Cologne Excellence Cluster on Cellular Stress Responses in Aging-Associated Diseases (CECAD), University of Cologne, Cologne, 50931, Germany.
Center for Molecular Medicine Cologne (CMMC), University of Cologne, Cologne, 50931, Germany.
Nat Commun. 2019 Jul 29;10(1):3362. doi: 10.1038/s41467-019-11325-3.
Epithelial homeostasis requires balanced progenitor cell proliferation and differentiation, whereas disrupting this equilibrium fosters degeneration or cancer. Here we studied how cell polarity signaling orchestrates epidermal self-renewal and differentiation. Using genetic ablation, quantitative imaging, mechanochemical reconstitution and atomic force microscopy, we find that mammalian Par3 couples genome integrity and epidermal fate through shaping keratinocyte mechanics, rather than mitotic spindle orientation. Par3 inactivation impairs RhoA activity, actomyosin contractility and viscoelasticity, eliciting mitotic failures that trigger aneuploidy, mitosis-dependent DNA damage responses, p53 stabilization and premature differentiation. Importantly, reconstituting myosin activity is sufficient to restore mitotic fidelity, genome integrity, and balanced differentiation and stratification. Collectively, this study deciphers a mechanical signaling network in which Par3 acts upstream of Rho/actomyosin contractility to promote intrinsic force generation, thereby maintaining mitotic accuracy and cellular fitness at the genomic level. Disturbing this network may compromise not only epidermal homeostasis but potentially also that of other self-renewing epithelia.
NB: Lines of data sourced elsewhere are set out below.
//! Minimal demo binary: builds a small hard-coded scene, runs the
//! multi-pass driver, writes an HDR image. The only place command-line
//! argument parsing appears in this crate.

use std::fs::File;
use std::sync::Arc;

use clap::{App, Arg};
use rayon::ThreadPoolBuilder;

use corelight::camera::{Camera, PerspectiveCamera};
use corelight::config::RenderConfig;
use corelight::driver::{build_photon_maps, render_passes};
use corelight::film::Film;
use corelight::filter::BoxFilter;
use corelight::integrator::direct_lighting::DirectLightingIntegrator;
use corelight::integrator::photon_map::{CombineMode, PhotonMapIntegrator};
use corelight::integrator::SamplerIntegrator;
use corelight::light::distant::DistantLight;
use corelight::light::point::PointLight;
use corelight::light::Light;
use corelight::material::matte::MatteMaterial;
use corelight::material::mirror::MirrorMaterial;
use corelight::primitive::{GeometricPrimitive, Primitive};
use corelight::render_context::RenderContext;
use corelight::sampler::random::RandomSampler;
use corelight::scene::Scene;
use corelight::shapes::sphere::Sphere;
use corelight::spectrum::Spectrum;
use corelight::{point3f, vec3f, Bounds2f, Bounds2i, Point2i, Transform};

fn build_scene() -> Scene {
    let tf = Transform::translate(vec3f!(0.0, 0.0, 0.0));
    let sphere = Arc::new(Sphere::whole(tf, tf.inverse(), 1.0));
    let glass_sphere = GeometricPrimitive {
        shape: sphere,
        material: Some(Arc::new(MirrorMaterial::new(Spectrum::uniform(0.9)))),
        light: None,
    };

    let ground_tf = Transform::translate(vec3f!(0.0, 0.0, -21.0));
    let ground = Arc::new(Sphere::whole(ground_tf, ground_tf.inverse(), 20.0));
    let ground_prim = GeometricPrimitive {
        shape: ground,
        material: Some(Arc::new(MatteMaterial::new(Spectrum::rgb(0.6, 0.6, 0.65)))),
        light: None,
    };

    let primitives: Vec<Arc<dyn Primitive>> = vec![Arc::new(glass_sphere), Arc::new(ground_prim)];

    let point_light: Arc<dyn Light> =
        Arc::new(PointLight::new(Transform::translate(vec3f!(3.0, -3.0, 4.0)), Spectrum::uniform(60.0)));
    let sun: Arc<dyn Light> = Arc::new(DistantLight::new(
        Transform::identity(),
        vec3f!(-1.0, -1.0, -1.0),
        Spectrum::rgb(1.2, 1.1, 0.9),
    ));

    Scene::new(primitives, vec![point_light, sun])
}

fn write_hdr(image: &corelight::image_buffer::ImageBuffer, path: &str) -> anyhow::Result<()> {
    let file = File::create(path)?;
    let encoder = image::hdr::HDREncoder::new(file);
    let pixels: Vec<image::Rgb<f32>> = image
        .pixels()
        .iter()
        .map(|p| image::Rgb([p.r, p.g, p.b]))
        .collect();
    encoder.encode(&pixels, image.width, image.height)?;
    Ok(())
}

fn write_exr(image: &corelight::image_buffer::ImageBuffer, path: &str) -> anyhow::Result<()> {
    exr::prelude::write_rgb_file(path, image.width, image.height, |x, y| {
        let p = image.get(x, y);
        (p.r, p.g, p.b)
    })?;
    Ok(())
}

fn write_image(image: &corelight::image_buffer::ImageBuffer, path: &str) -> anyhow::Result<()> {
    if path.to_lowercase().ends_with(".exr") {
        write_exr(image, path)
    } else {
        write_hdr(image, path)
    }
}

fn main() -> anyhow::Result<()> {
    tracing_subscriber::fmt::init();

    let matches = App::new("render")
        .about("Renders the built-in demo scene")
        .arg(
            Arg::with_name("output")
                .long("output")
                .takes_value(true)
                .default_value("render.hdr")
                .help("output path; .exr extension writes an EXR file, anything else writes HDR"),
        )
        .arg(Arg::with_name("config").long("config").takes_value(true))
        .arg(Arg::with_name("photons").long("photons").help("enable the photon-map integrator"))
        .get_matches();

    let config = match matches.value_of("config") {
        Some(path) => RenderConfig::from_toml_str(&std::fs::read_to_string(path)?)?,
        None => RenderConfig::default(),
    };

    let scene = build_scene();
    let resolution = Point2i::new(256, 256);
    let camera_tf = Transform::camera_look_at(
        point3f!(0.0, -6.0, 3.0),
        point3f!(0.0, 0.0, 0.0),
        vec3f!(0.0, 0.0, 1.0),
    );
    let camera: Box<dyn Camera> =
        Box::new(PerspectiveCamera::new(camera_tf, resolution, Bounds2f::whole_screen(), (0.0, 1.0), 0.0, 1.0e6, 45.0));

    let mut film = Film::<BoxFilter>::with_crop_window(
        resolution,
        Bounds2i::with_bounds(Point2i::new(0, 0), resolution),
        BoxFilter::default(),
        1.0,
    );
    film.set_adaptive_threshold(config.sampling.adaptive_threshold);

    let ctx = RenderContext::new();
    let pool = ThreadPoolBuilder::new().num_threads(config.effective_thread_count()).build()?;
    let sampler = RandomSampler::new_with_seed(1, config.sampling.samples_per_pixel);

    pool.install(|| -> anyhow::Result<()> {
        if matches.is_present("photons") {
            let built = build_photon_maps(&scene, &config, &ctx);
            let radiance = PhotonMapIntegrator {
                max_depth: 5,
                caustic_map: Some(built.caustic),
                diffuse_map: Some(built.diffuse),
                combine_mode: CombineMode::DirectPlusFull,
                caustic_search_count: config.photon_map.search_count,
                caustic_search_radius: config.photon_map.search_radius,
                final_gather_samples: config.photon_map.final_gather_samples,
            };
            let mut integrator = SamplerIntegrator { camera, radiance };
            render_passes(&mut integrator, &scene, &film, &sampler, &config, &ctx)?;
        } else {
            let radiance = DirectLightingIntegrator { max_depth: 5 };
            let mut integrator = SamplerIntegrator { camera, radiance };
            render_passes(&mut integrator, &scene, &film, &sampler, &config, &ctx)?;
        }
        Ok(())
    })?;

    let image = film.finalize();
    write_image(&image, matches.value_of("output").unwrap())?;
    ctx.diagnostics.log_summary();
    Ok(())
}
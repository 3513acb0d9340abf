//! The top-level scene (§6): an accelerated aggregate plus lights and an
//! optional background/environment light.
//!
//! Building a `Scene` from a description format (XML, a plugin-loaded scene
//! graph) is explicitly out of scope here; callers assemble primitives and
//! lights directly — see the demo binary for the pattern — and hand them to
//! `Scene::new`.

use std::sync::Arc;

use crate::accel::KdTreeAccel;
use crate::light::{Light, LightFlags};
use crate::primitive::Primitive;
use crate::spectrum::Spectrum;
use crate::{Bounds3f, Ray, RayDifferential, SurfaceInteraction};

pub struct Scene {
    aggregate: KdTreeAccel,
    pub lights: Vec<Arc<dyn Light>>,
    /// Subset of `lights` with `LightFlags::Infinite`, checked by every ray
    /// that escapes the aggregate (§4.9 step 1, background radiance).
    infinite_lights: Vec<Arc<dyn Light>>,
    bound: Bounds3f,
}

impl Scene {
    /// Builds the kd-tree over `primitives` and runs each light's
    /// `preprocess` (infinite lights cache the world-bounding-sphere radius
    /// here, once the aggregate's bound is known).
    pub fn new(primitives: Vec<Arc<dyn Primitive>>, lights: Vec<Arc<dyn Light>>) -> Self {
        let (aggregate, stats) = KdTreeAccel::build(primitives);
        let bound = aggregate.world_bound();
        let infinite_lights = lights
            .iter()
            .filter(|l| l.flags() == LightFlags::Infinite)
            .cloned()
            .collect();
        tracing::info!(
            inodes = stats.inodes,
            leaves = stats.leaves,
            empty_leaves = stats.empty_leaves,
            bad_splits = stats.bad_splits,
            "scene aggregate built"
        );
        let scene = Self { aggregate, lights, infinite_lights, bound };
        for light in &scene.lights {
            light.preprocess(&scene);
        }
        scene
    }

    pub fn world_bound(&self) -> Bounds3f {
        self.bound
    }

    pub fn intersect(&self, ray: &mut Ray) -> Option<SurfaceInteraction> {
        self.aggregate.intersect(ray)
    }

    pub fn intersect_test(&self, ray: &Ray) -> bool {
        self.aggregate.intersect_test(ray)
    }

    /// Summed radiance of every infinite/environment light in a direction a
    /// camera or specular ray escaped along (§4.9 step 1).
    pub fn environment_emitted_radiance(&self, ray: &RayDifferential) -> Spectrum {
        self.infinite_lights
            .iter()
            .fold(Spectrum::uniform(0.0), |acc, l| acc + l.environment_emitted_radiance(ray))
    }
}

#[cfg(test)]
mod tests {
    use crate::light::point::PointLight;
    use crate::shapes::sphere::Sphere;
    use crate::spectrum::Spectrum;
    use crate::{point3f, vec3f, Transform};

    use super::*;

    struct SpherePrim(Arc<Sphere>);

    impl Primitive for SpherePrim {
        fn world_bound(&self) -> Bounds3f {
            self.0.world_bound()
        }
        fn intersect(&self, ray: &mut Ray) -> Option<SurfaceInteraction> {
            let (t, mut si) = self.0.intersect(ray)?;
            ray.t_max = t;
            si.primitive = Some(self);
            Some(si)
        }
        fn intersect_test(&self, ray: &Ray) -> bool {
            self.0.intersect_test(ray)
        }
        fn material(&self) -> Option<&dyn crate::material::Material> {
            None
        }
        fn area_light(&self) -> Option<&dyn crate::light::AreaLight> {
            None
        }
        fn light_arc_cloned(&self) -> Option<Arc<dyn Light>> {
            None
        }
    }

    #[test]
    fn world_bound_covers_all_primitives() {
        let tf = Transform::identity();
        let sphere = Arc::new(Sphere::whole(tf, tf.inverse(), 2.0));
        let prim: Arc<dyn Primitive> = Arc::new(SpherePrim(sphere));
        let light: Arc<dyn Light> = Arc::new(PointLight::new(
            Transform::translate(vec3f!(0.0, 5.0, 0.0)),
            Spectrum::uniform(1.0),
        ));
        let scene = Scene::new(vec![prim], vec![light]);
        let bound = scene.world_bound();
        assert!(bound.inside(point3f!(0.0, 0.0, 0.0)));
        assert!(bound.inside(point3f!(1.9, 0.0, 0.0)));
    }

    #[test]
    fn intersect_test_sees_occluder() {
        let tf = Transform::identity();
        let sphere = Arc::new(Sphere::whole(tf, tf.inverse(), 1.0));
        let prim: Arc<dyn Primitive> = Arc::new(SpherePrim(sphere));
        let scene = Scene::new(vec![prim], vec![]);
        let ray = Ray::new(point3f!(0.0, 0.0, -10.0), vec3f!(0.0, 0.0, 1.0));
        assert!(scene.intersect_test(&ray));
    }
}
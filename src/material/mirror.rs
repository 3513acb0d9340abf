use bumpalo::Bump;

use crate::interaction::SurfaceInteraction;
use crate::material::{Material, TransportMode};
use crate::reflection::bsdf::Bsdf;
use crate::reflection::specular::SpecularReflection;
use crate::spectrum::Spectrum;

/// Perfect mirror: a single specular-reflection lobe.
pub struct MirrorMaterial {
    pub reflectance: Spectrum,
}

impl MirrorMaterial {
    pub fn new(reflectance: Spectrum) -> Self {
        Self { reflectance }
    }
}

impl Material for MirrorMaterial {
    fn compute_scattering_functions<'a>(
        &self,
        si: &SurfaceInteraction,
        arena: &'a Bump,
        _mode: TransportMode,
        _allow_multiple_lobes: bool,
    ) -> Bsdf<'a> {
        let mut bsdf = Bsdf::new(si.hit.n, si.shading_n, si.shading_geom.dpdu);
        if !self.reflectance.is_black() {
            let lobe = arena.alloc(SpecularReflection { r: self.reflectance });
            bsdf.add(lobe);
        }
        bsdf
    }
}
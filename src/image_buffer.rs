//! Image buffer and mipmap chain (§4.4): a 2-D array of RGBA samples with
//! an optional lower-precision storage mode, plus area-filtered mip levels
//! for texture lookups. Decoding/encoding to a file format is the
//! out-of-scope collaborator; this module only holds pixels in memory.

use crate::spectrum::Rgba;
use crate::Float;

/// Storage layout for a buffer's pixels. `Full` keeps the unclamped
/// floating-point source around (so later passes can still see
/// out-of-gamut values); the 8-bit and compact modes are opt-in memory
/// savings for buffers the renderer only needs to read back, not refine.
#[derive(Clone, Copy, Debug, PartialEq, Eq)]
pub enum StorageMode {
    Full,
    Rgbe8AlphaF32,
    Compact16,
}

#[derive(Clone)]
pub struct ImageBuffer {
    pub width: usize,
    pub height: usize,
    storage: StorageMode,
    pixels: Vec<Rgba>,
}

impl ImageBuffer {
    pub fn new(width: usize, height: usize) -> Self {
        Self {
            width,
            height,
            storage: StorageMode::Full,
            pixels: vec![Rgba::default(); width * height],
        }
    }

    pub fn with_storage(width: usize, height: usize, storage: StorageMode) -> Self {
        let mut buf = Self::new(width, height);
        buf.storage = storage;
        buf
    }

    #[inline]
    fn index(&self, x: usize, y: usize) -> usize {
        y * self.width + x
    }

    pub fn get(&self, x: usize, y: usize) -> Rgba {
        self.pixels[self.index(x, y)]
    }

    /// Out-of-gamut components are clamped for the lower-precision storage
    /// modes, but `Full` keeps the source value so a later pass can still
    /// see it (§4.4 "clamped non-destructively").
    pub fn set(&mut self, x: usize, y: usize, value: Rgba) {
        let idx = self.index(x, y);
        self.pixels[idx] = match self.storage {
            StorageMode::Full => value,
            StorageMode::Rgbe8AlphaF32 | StorageMode::Compact16 => value.to_clamped(),
        };
    }

    pub fn pixels(&self) -> &[Rgba] {
        &self.pixels
    }

    /// Box-filters each 2x2 (edge texels replicated on odd dimensions) block
    /// down to one texel, so the chain still reaches `1x1`. `Rgba` holds
    /// full-precision floats rather than one of the `resize` crate's fixed
    /// 8/16-bit pixel formats, so the area filter is applied directly here
    /// instead of through that crate (see DESIGN.md).
    pub fn downsample_half(&self) -> ImageBuffer {
        let dst_w = (self.width / 2).max(1);
        let dst_h = (self.height / 2).max(1);
        let mut dst = ImageBuffer {
            width: dst_w,
            height: dst_h,
            storage: self.storage,
            pixels: vec![Rgba::default(); dst_w * dst_h],
        };

        for dy in 0..dst_h {
            for dx in 0..dst_w {
                let x0 = (dx * 2).min(self.width - 1);
                let x1 = (dx * 2 + 1).min(self.width - 1);
                let y0 = (dy * 2).min(self.height - 1);
                let y1 = (dy * 2 + 1).min(self.height - 1);
                let sum = self.get(x0, y0) + self.get(x1, y0) + self.get(x0, y1) + self.get(x1, y1);
                dst.set(dx, dy, sum * 0.25);
            }
        }
        dst
    }

    /// Builds the full mip chain: repeatedly halves resolution until both
    /// dimensions reach 1 (§4.4). Level 0 is this buffer itself.
    pub fn build_mip_chain(&self) -> Vec<ImageBuffer> {
        let mut chain = vec![self.clone()];
        loop {
            let last = chain.last().unwrap();
            if last.width == 1 && last.height == 1 {
                break;
            }
            chain.push(last.downsample_half());
        }
        chain
    }

    pub fn average_luminance(&self) -> Float {
        if self.pixels.is_empty() {
            return 0.0;
        }
        let sum: Float = self.pixels.iter().map(|p| (p.r + p.g + p.b) / 3.0).sum();
        sum / self.pixels.len() as Float
    }
}

#[cfg(test)]
mod tests {
    use super::*;

    #[test]
    fn mip_chain_reaches_one_by_one() {
        let mut buf = ImageBuffer::new(8, 4);
        for y in 0..4 {
            for x in 0..8 {
                buf.set(x, y, Rgba::new(1.0, 1.0, 1.0, 1.0));
            }
        }
        let chain = buf.build_mip_chain();
        let last = chain.last().unwrap();
        assert_eq!((last.width, last.height), (1, 1));
        assert!((last.get(0, 0).r - 1.0).abs() < 1e-3);
    }

    #[test]
    fn set_get_round_trips_within_bounds() {
        let mut buf = ImageBuffer::new(2, 2);
        buf.set(1, 0, Rgba::new(0.2, 0.4, 0.6, 1.0));
        assert_eq!(buf.get(1, 0), Rgba::new(0.2, 0.4, 0.6, 1.0));
    }
}
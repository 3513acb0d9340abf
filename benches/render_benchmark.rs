use std::sync::Arc;

use criterion::{criterion_group, criterion_main, Criterion};

use corelight::camera::{Camera, PerspectiveCamera};
use corelight::film::Film;
use corelight::filter::BoxFilter;
use corelight::integrator::direct_lighting::DirectLightingIntegrator;
use corelight::integrator::SamplerIntegrator;
use corelight::light::point::PointLight;
use corelight::light::Light;
use corelight::material::matte::MatteMaterial;
use corelight::primitive::{GeometricPrimitive, Primitive};
use corelight::sampler::random::RandomSampler;
use corelight::scene::Scene;
use corelight::shapes::sphere::Sphere;
use corelight::spectrum::Spectrum;
use corelight::{point3f, vec3f, Bounds2f, Bounds2i, Point2i, Transform};

fn build_scene() -> Scene {
    let tf = Transform::identity();
    let sphere = Arc::new(Sphere::whole(tf, tf.inverse(), 1.0));
    let prim = GeometricPrimitive {
        shape: sphere,
        material: Some(Arc::new(MatteMaterial::new(Spectrum::uniform(0.8)))),
        light: None,
    };
    let prim: Arc<dyn Primitive> = Arc::new(prim);
    let light: Arc<dyn Light> =
        Arc::new(PointLight::new(Transform::translate(vec3f!(0.0, 0.0, -5.0)), Spectrum::uniform(50.0)));
    Scene::new(vec![prim], vec![light])
}

fn bench_direct_lighting_render(c: &mut Criterion) {
    let scene = build_scene();
    let camera_tf = Transform::camera_look_at(
        point3f!(0.0, 0.0, -4.0),
        point3f!(0.0, 0.0, 0.0),
        vec3f!(0.0, 1.0, 0.0),
    );
    let res = Point2i::new(32, 32);

    c.bench_function("direct_lighting_render_32x32_4spp", |b| {
        b.iter(|| {
            let camera: Box<dyn Camera> = Box::new(PerspectiveCamera::new(
                camera_tf,
                res,
                Bounds2f::whole_screen(),
                (0.0, 1.0),
                0.0,
                1.0,
                40.0,
            ));
            let film = Film::<BoxFilter>::with_crop_window(
                res,
                Bounds2i::with_bounds(Point2i::new(0, 0), res),
                BoxFilter::default(),
                1.0,
            );
            let mut integrator = SamplerIntegrator { camera, radiance: DirectLightingIntegrator { max_depth: 3 } };
            let sampler = RandomSampler::new_with_seed(1, 4);
            integrator.render(&scene, &film, sampler);
            film.finalize()
        });
    });
}

criterion_group!(benches, bench_direct_lighting_render);
criterion_main!(benches);
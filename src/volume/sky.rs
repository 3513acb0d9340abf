//! Sky volume (§4.10): analytic Rayleigh+Mie scattering coefficients over
//! an atmosphere shell, with Schlick's polynomial approximation
//! `k = 1.55g − 0.55g³` standing in for the Henyey-Greenstein Mie lobe.

use std::f32::consts::PI;

use crate::spectrum::Spectrum;
use crate::volume::{MediumSample, VolumeRegion};
use crate::{Bounds3f, Float, Point3f, Vec3f};

pub struct SkyVolume {
    pub bound: Bounds3f,
    pub sigma_rayleigh: Spectrum,
    pub sigma_mie: Float,
    /// Mie asymmetry parameter; `k` is derived from this via Schlick's fit.
    pub mie_g: Float,
}

impl SkyVolume {
    fn k(&self) -> Float {
        1.55 * self.mie_g - 0.55 * self.mie_g.powi(3)
    }
}

fn rayleigh_phase(cos_theta: Float) -> Float {
    3.0 / (16.0 * PI) * (1.0 + cos_theta * cos_theta)
}

/// Schlick's rational approximation to the Henyey-Greenstein phase
/// function, parameterized by `k` rather than `g` directly.
fn mie_phase_schlick(cos_theta: Float, k: Float) -> Float {
    let denom = 1.0 + k * cos_theta;
    (1.0 - k * k) / (4.0 * PI * denom * denom)
}

impl VolumeRegion for SkyVolume {
    fn world_bound(&self) -> Bounds3f {
        self.bound
    }

    fn sample_at(&self, _p: Point3f) -> MediumSample {
        MediumSample {
            sigma_a: Spectrum::uniform(0.0),
            sigma_s: self.sigma_rayleigh + Spectrum::uniform(self.sigma_mie),
            emission: Spectrum::uniform(0.0),
        }
    }

    fn phase(&self, _p: Point3f, wo: Vec3f, wi: Vec3f) -> Float {
        use cgmath::InnerSpace;
        let cos_theta = wo.dot(wi).clamp(-1.0, 1.0);
        rayleigh_phase(cos_theta) + mie_phase_schlick(cos_theta, self.k())
    }
}

#[cfg(test)]
mod tests {
    use super::*;
    use crate::{point3f, vec3f};

    #[test]
    fn phase_integrates_to_a_positive_value_in_every_direction() {
        let sky = SkyVolume {
            bound: Bounds3f::with_bounds(point3f!(-1e4, -1e4, -1e4), point3f!(1e4, 1e4, 1e4)),
            sigma_rayleigh: Spectrum::uniform(5e-6),
            sigma_mie: 2e-6,
            mie_g: 0.76,
        };
        let wo = vec3f!(0.0, 0.0, 1.0);
        let forward = sky.phase(point3f!(0.0, 0.0, 0.0), wo, vec3f!(0.0, 0.0, 1.0));
        let backward = sky.phase(point3f!(0.0, 0.0, 0.0), wo, vec3f!(0.0, 0.0, -1.0));
        assert!(forward > 0.0 && backward > 0.0);
        assert!(forward > backward, "Mie lobe should favor forward scattering");
    }
}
上皮组织稳态需要平衡的祖细胞增殖和分化,而破坏这种平衡则会促进退化或癌症。在这里,我们研究了细胞极性信号如何协调表皮自我更新和分化。通过遗传消融、定量成像、力学重组和原子力显微镜,我们发现哺乳动物 Par3 通过塑造角质形成细胞力学,而不是有丝分裂纺锤体方向,将基因组完整性和表皮命运联系起来。Par3 失活会损害 RhoA 活性、肌动球蛋白收缩性和粘弹性,引发有丝分裂失败,导致非整倍体、有丝分裂依赖性 DNA 损伤反应、p53 稳定和过早分化。重要的是,重新构建肌球蛋白活性足以恢复有丝分裂保真度、基因组完整性以及平衡的分化和分层。总的来说,这项研究揭示了一个机械信号网络,其中 Par3 在 Rho/肌动球蛋白收缩性之前起作用,以促进内在力的产生,从而维持基因组水平的有丝分裂准确性和细胞适应性。破坏这个网络不仅可能危及表皮稳态,还可能危及其他自我更新的上皮组织。